BRIEF:
This exercise asks for a copy of each line in the records below with the word "bounds" in it.

Start of SOURCE DATA

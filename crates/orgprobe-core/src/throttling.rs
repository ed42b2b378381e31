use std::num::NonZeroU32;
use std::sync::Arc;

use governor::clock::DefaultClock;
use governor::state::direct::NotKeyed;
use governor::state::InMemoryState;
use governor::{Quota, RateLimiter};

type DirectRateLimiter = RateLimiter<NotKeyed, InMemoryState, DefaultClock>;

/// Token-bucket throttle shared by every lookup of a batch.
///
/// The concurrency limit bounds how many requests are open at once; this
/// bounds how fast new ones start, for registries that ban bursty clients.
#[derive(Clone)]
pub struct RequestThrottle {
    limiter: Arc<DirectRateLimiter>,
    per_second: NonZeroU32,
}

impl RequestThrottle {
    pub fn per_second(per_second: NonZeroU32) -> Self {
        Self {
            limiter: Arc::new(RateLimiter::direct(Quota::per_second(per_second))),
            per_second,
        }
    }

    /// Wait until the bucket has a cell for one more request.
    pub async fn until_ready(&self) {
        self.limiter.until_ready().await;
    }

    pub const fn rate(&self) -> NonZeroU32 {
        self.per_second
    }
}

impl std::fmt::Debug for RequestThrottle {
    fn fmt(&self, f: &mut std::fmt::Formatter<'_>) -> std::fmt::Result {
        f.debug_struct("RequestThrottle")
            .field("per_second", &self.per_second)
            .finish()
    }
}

End of SOURCE DATA

ANSWER SPACE:
/// The concurrency limit bounds how many requests are open at once; this
/// bounds how fast new ones start, for registries that ban bursty clients.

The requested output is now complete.